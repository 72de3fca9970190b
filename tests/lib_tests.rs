use clap::Parser;
use medialink::engine::{
    Cli, is_eligible, load_file_settings, mirrored_target, path_relative_to, resolve_roots,
    setup_opts,
};
use medialink::utils::{ConfigFile, WorkerConsts};
use medialink::{LinkTask, Summary};
use std::path::{Path, PathBuf};

// --- path_relative_to ---

#[test]
fn test_path_relative_under_base() {
    let base = PathBuf::from("/foo/bar");
    let path = PathBuf::from("/foo/bar/baz/qux.mkv");
    assert_eq!(
        path_relative_to(&path, &base),
        Some(PathBuf::from("baz/qux.mkv"))
    );
}

#[test]
fn test_path_relative_not_under_base() {
    let base = PathBuf::from("/foo/bar");
    let path = PathBuf::from("/other/qux.mkv");
    assert_eq!(path_relative_to(&path, &base), None);
}

#[test]
fn test_path_relative_sibling_prefix_is_not_under_base() {
    let base = PathBuf::from("/media/tv");
    let path = PathBuf::from("/media/tv2/show.mkv");
    assert_eq!(path_relative_to(&path, &base), None);
}

// --- mirrored_target / LinkTask ---

#[test]
fn test_mirrored_target_keeps_relative_layout() {
    assert_eq!(
        mirrored_target(
            Path::new("/media/a/b/clip.mp4"),
            Path::new("/media"),
            Path::new("/links")
        ),
        Some(PathBuf::from("/links/a/b/clip.mp4"))
    );
}

#[test]
fn test_link_task_target_path() {
    let task = LinkTask::new(PathBuf::from("/media/movie.mkv"));
    assert_eq!(
        task.target_path(Path::new("/media"), Path::new("/srv/links")),
        Some(PathBuf::from("/srv/links/movie.mkv"))
    );
    assert_eq!(
        task.target_path(Path::new("/elsewhere"), Path::new("/srv/links")),
        None
    );
}

// --- is_eligible ---

#[test]
fn test_eligible_extensions() {
    for name in [
        "a.mkv", "a.iso", "a.ts", "a.mp4", "a.avi", "a.rmvb", "a.wmv", "a.m2ts", "a.mpg", "a.flv",
        "a.rm", "a.mov",
    ] {
        assert!(is_eligible(Path::new(name)), "{name} should be eligible");
    }
}

#[test]
fn test_eligible_is_case_sensitive() {
    assert!(!is_eligible(Path::new("/media/MOVIE.MKV")));
    assert!(!is_eligible(Path::new("/media/clip.Mp4")));
}

#[test]
fn test_not_eligible() {
    assert!(!is_eligible(Path::new("/media/readme.txt")));
    assert!(!is_eligible(Path::new("/media/cover.jpg")));
    assert!(!is_eligible(Path::new("/media/movie.mkv.part")));
    assert!(!is_eligible(Path::new("/media/subs.srt")));
    assert!(!is_eligible(Path::new("/")));
}

#[test]
fn test_eligible_uses_final_segment_only() {
    assert!(!is_eligible(Path::new("/media/season.mkv/notes.txt")));
    assert!(is_eligible(Path::new("/media/notes.txt/ep1.mkv")));
}

#[test]
fn test_suffix_match_not_extension_match() {
    // Bare dot-names still end with the suffix.
    assert!(is_eligible(Path::new("/media/.ts")));
    assert!(is_eligible(Path::new("/media/.rm")));
    assert!(!is_eligible(Path::new("/media/parts")));
}

// --- Summary ---

#[test]
fn test_summary_line_contains_totals() {
    let summary = Summary {
        elapsed_secs: 1.234,
        total_processed: 5,
        created: 3,
        existing: 2,
        ..Summary::default()
    };
    let line = summary.to_string();
    assert!(line.contains("1.23"));
    assert!(line.contains("processed: 5"));
    assert!(line.contains("created: 3"));
    assert!(line.contains("existing (skipped): 2"));
    assert!(!line.contains("failed"));
}

#[test]
fn test_summary_json_fields() {
    let summary = Summary {
        created: 1,
        total_processed: 1,
        ..Summary::default()
    };
    let v: serde_json::Value = serde_json::to_value(&summary).unwrap();
    assert_eq!(v["created"], 1);
    assert_eq!(v["existing"], 0);
    assert_eq!(v["total_processed"], 1);
    assert_eq!(v["cancelled"], false);
}

// --- CLI root resolution ---

#[test]
fn test_positional_roots_win() {
    let cli = Cli::try_parse_from(["medialink", "/src", "/dst"]).unwrap();
    let file = ConfigFile {
        media_dir: Some("/other".into()),
        symlink_dir: Some("/other-links".into()),
        ..ConfigFile::default()
    };
    let (s, t) = resolve_roots(&cli, Some(&file)).unwrap();
    assert_eq!(s, PathBuf::from("/src"));
    assert_eq!(t, PathBuf::from("/dst"));
}

#[test]
fn test_roots_from_config_file() {
    let dir = tempfile::tempdir().unwrap();
    let cfg = dir.path().join("config.txt");
    std::fs::write(&cfg, "media_dir=/mnt/media\nsymlink_dir=/mnt/links\nworkers=3\n").unwrap();

    let cli = Cli::try_parse_from(["medialink", "--config", cfg.to_str().unwrap()]).unwrap();
    let file = load_file_settings(&cli).unwrap();
    let (s, t) = resolve_roots(&cli, file.as_ref()).unwrap();
    assert_eq!(s, PathBuf::from("/mnt/media"));
    assert_eq!(t, PathBuf::from("/mnt/links"));

    let opts = setup_opts(&cli, file.as_ref());
    assert_eq!(opts.link.num_workers, 3);
}

#[test]
fn test_empty_root_in_config_is_error() {
    let dir = tempfile::tempdir().unwrap();
    let cfg = dir.path().join("config.txt");
    std::fs::write(&cfg, "media_dir=/mnt/media\nsymlink_dir=\n").unwrap();

    let cli = Cli::try_parse_from(["medialink", "-c", cfg.to_str().unwrap()]).unwrap();
    let file = load_file_settings(&cli).unwrap();
    let err = resolve_roots(&cli, file.as_ref()).unwrap_err();
    assert!(err.to_string().contains("Please provide source folder and target folder paths."));
}

#[test]
fn test_missing_config_without_roots_is_error() {
    let dir = tempfile::tempdir().unwrap();
    let cfg = dir.path().join("config.txt");
    let cli = Cli::try_parse_from(["medialink", "-c", cfg.to_str().unwrap()]).unwrap();
    assert!(load_file_settings(&cli).is_err());
}

#[test]
fn test_missing_config_with_roots_is_fine() {
    let dir = tempfile::tempdir().unwrap();
    let cfg = dir.path().join("config.txt");
    let cli =
        Cli::try_parse_from(["medialink", "/src", "/dst", "-c", cfg.to_str().unwrap()]).unwrap();
    assert_eq!(load_file_settings(&cli).unwrap(), None);
}

#[test]
fn test_roots_on_command_line_ignore_malformed_config() {
    let dir = tempfile::tempdir().unwrap();
    let cfg = dir.path().join("config.txt");
    std::fs::write(&cfg, "media_dir /mnt/media\nworkers=many\n").unwrap();

    let cli =
        Cli::try_parse_from(["medialink", "/src", "/dst", "-c", cfg.to_str().unwrap()]).unwrap();
    let file = load_file_settings(&cli).unwrap();
    assert_eq!(file, None);
    let (s, t) = resolve_roots(&cli, file.as_ref()).unwrap();
    assert_eq!(s, PathBuf::from("/src"));
    assert_eq!(t, PathBuf::from("/dst"));
    assert_eq!(
        setup_opts(&cli, file.as_ref()).link.num_workers,
        WorkerConsts::DEFAULT_WORKERS
    );
}

#[test]
fn test_roots_with_spaces_from_config_file() {
    let dir = tempfile::tempdir().unwrap();
    let cfg = dir.path().join("config.txt");
    std::fs::write(&cfg, "media_dir=/mnt/My Movies\nsymlink_dir=/mnt/$links\n").unwrap();

    let cli = Cli::try_parse_from(["medialink", "-c", cfg.to_str().unwrap()]).unwrap();
    let file = load_file_settings(&cli).unwrap();
    let (s, t) = resolve_roots(&cli, file.as_ref()).unwrap();
    assert_eq!(s, PathBuf::from("/mnt/My Movies"));
    assert_eq!(t, PathBuf::from("/mnt/$links"));
}

#[test]
fn test_cli_flags_override_file() {
    let cli = Cli::try_parse_from(["medialink", "/s", "/t", "-w", "16", "--log-file", "x.log"]).unwrap();
    let file = ConfigFile {
        workers: Some(2),
        log_file: Some(PathBuf::from("file.log")),
        ..ConfigFile::default()
    };
    let opts = setup_opts(&cli, Some(&file));
    assert_eq!(opts.link.num_workers, 16);
    assert_eq!(opts.log_file, Some(PathBuf::from("x.log")));
}

#[test]
fn test_defaults_without_file() {
    let cli = Cli::try_parse_from(["medialink", "/s", "/t"]).unwrap();
    let opts = setup_opts(&cli, None);
    assert_eq!(opts.link.num_workers, WorkerConsts::DEFAULT_WORKERS);
    assert_eq!(opts.log_file, Some(PathBuf::from("medialink.log")));
    assert!(!opts.link.strict);
}

#[test]
fn test_no_log_file_flag() {
    let cli = Cli::try_parse_from(["medialink", "/s", "/t", "--no-log-file"]).unwrap();
    assert_eq!(setup_opts(&cli, None).log_file, None);
    assert!(Cli::try_parse_from(["medialink", "--no-log-file", "--log-file", "a.log"]).is_err());
}
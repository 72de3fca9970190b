use clap::Parser;
use std::path::PathBuf;

use crate::utils::config::{CONFIG_FILENAME, QueueConsts};

/// Mirror a media library as symbolic links.
#[derive(Clone, Debug, Parser)]
#[command(name = "medialink", version)]
#[command(
    about = "Link every media file under SOURCE into TARGET at the same relative path. Roots fall back to media_dir / symlink_dir in the config file."
)]
pub struct Cli {
    /// Source media directory. Falls back to `media_dir` in the config file.
    #[arg(value_name = "SOURCE")]
    pub source: Option<PathBuf>,

    /// Directory to create links in. Falls back to `symlink_dir` in the config file.
    #[arg(value_name = "TARGET")]
    pub target: Option<PathBuf>,

    /// `key=value` config file (media_dir, symlink_dir, workers, log_file).
    #[arg(long, short = 'c', value_name = "FILE", default_value = CONFIG_FILENAME)]
    pub config: PathBuf,

    /// Number of link worker threads. Default: `workers` from the config file, else 8.
    #[arg(long, short = 'w', value_parser = clap::value_parser!(usize))]
    pub workers: Option<usize>,

    /// Work queue capacity; 0 means unbounded.
    #[arg(long, short = 'q', default_value_t = QueueConsts::DEFAULT_CAP)]
    pub queue_cap: usize,

    /// Durable log file. Default: `log_file` from the config file, else medialink.log.
    #[arg(long, value_name = "FILE")]
    pub log_file: Option<PathBuf>,

    /// Log to stderr instead of a log file.
    #[arg(long, conflicts_with = "log_file")]
    pub no_log_file: bool,

    /// Walk the source tree with parallel directory reads.
    #[arg(long, short = 'p')]
    pub parallel_walk: bool,

    /// Follow symbolic links while walking the source tree.
    #[arg(long, short = 'f')]
    pub follow_links: bool,

    /// Strict mode: abort on the first unreadable path instead of skipping it.
    #[arg(long)]
    pub strict: bool,

    /// Print the final summary as JSON on stdout (progress lines move to stderr).
    #[arg(long)]
    pub json: bool,

    /// Verbose output.
    #[arg(long, short = 'v')]
    pub verbose: bool,
}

-*-

## Action item:
Copy out every line of the data that includes the word "None".

## Your solution:
    assert_eq!(path_relative_to(&path, &base), None);
    assert_eq!(path_relative_to(&path, &base), None);
        None
    assert_eq!(load_file_settings(&cli).unwrap(), None);
    assert_eq!(file, None);
    let opts = setup_opts(&cli, None);
    assert_eq!(setup_opts(&cli, None).log_file, None);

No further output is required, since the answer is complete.